Source information:
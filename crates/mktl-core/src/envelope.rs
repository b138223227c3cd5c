use serde::{Deserialize, Serialize};

use crate::payload::Payload;

/// Wire protocol version tag. The original implementation hard-codes a
/// single byte ("a"); we keep the same literal so a Rust peer and the
/// historical Python peer can still talk to each other.
pub const WIRE_VERSION: &str = "a";

/// The seven message types defined by the protocol. GET/SET/HASH/CONFIG are
/// requests, ACK/REP answer them, PUB is an unsolicited broadcast.
#[derive(Debug, Clone, Copy, PartialEq, Eq, Hash, Serialize, Deserialize)]
#[serde(rename_all = "UPPERCASE")]
pub enum MsgType {
    Get,
    Set,
    Hash,
    Config,
    Ack,
    Rep,
    Pub,
}

impl MsgType {
    pub fn is_request(self) -> bool {
        matches!(self, MsgType::Get | MsgType::Set | MsgType::Hash | MsgType::Config)
    }

    pub fn as_str(self) -> &'static str {
        match self {
            MsgType::Get => "GET",
            MsgType::Set => "SET",
            MsgType::Hash => "HASH",
            MsgType::Config => "CONFIG",
            MsgType::Ack => "ACK",
            MsgType::Rep => "REP",
            MsgType::Pub => "PUB",
        }
    }
}

/// Envelope metadata that travels alongside every message's payload.
///
/// `key` doubles as the addressing target (`store.item`, or bare `store` for
/// HASH/CONFIG requests that are not item-specific) for request/response
/// traffic, and as the publish topic for PUB traffic -- callers that need the
/// trailing-dot topic convention apply it at the framing layer, not here.
#[derive(Debug, Clone, PartialEq, Serialize, Deserialize)]
pub struct Envelope {
    pub version: String,
    pub transid: String,
    #[serde(rename = "type")]
    pub msg_type: MsgType,
    pub key: String,
    pub payload: Payload,
}

impl Envelope {
    pub fn new(msg_type: MsgType, transid: impl Into<String>, key: impl Into<String>, payload: Payload) -> Self {
        Self {
            version: WIRE_VERSION.to_string(),
            transid: transid.into(),
            msg_type,
            key: key.into(),
            payload,
        }
    }

    pub fn version_matches(&self) -> bool {
        self.version == WIRE_VERSION
    }
}

#[cfg(test)]
mod tests {
    use super::*;
    use crate::value::Value;

    #[test]
    fn envelope_roundtrips_through_json() {
        let env = Envelope::new(MsgType::Get, "t-1", "mystore.myitem", Payload::new(Value::Null, 0.0));
        let raw = serde_json::to_string(&env).unwrap();
        let back: Envelope = serde_json::from_str(&raw).unwrap();
        assert_eq!(env, back);
        assert!(back.version_matches());
    }

    #[test]
    fn msg_type_serializes_uppercase() {
        let raw = serde_json::to_string(&MsgType::Hash).unwrap();
        assert_eq!(raw, "\"HASH\"");
    }
}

Exercise goal:
Please reproduce the lines from the line with "doubles as the" to the line with "layer, not here.", both ends included, exactly as they appear above.

Response to the exercise:
/// `key` doubles as the addressing target (`store.item`, or bare `store` for
/// HASH/CONFIG requests that are not item-specific) for request/response
/// traffic, and as the publish topic for PUB traffic -- callers that need the
/// trailing-dot topic convention apply it at the framing layer, not here.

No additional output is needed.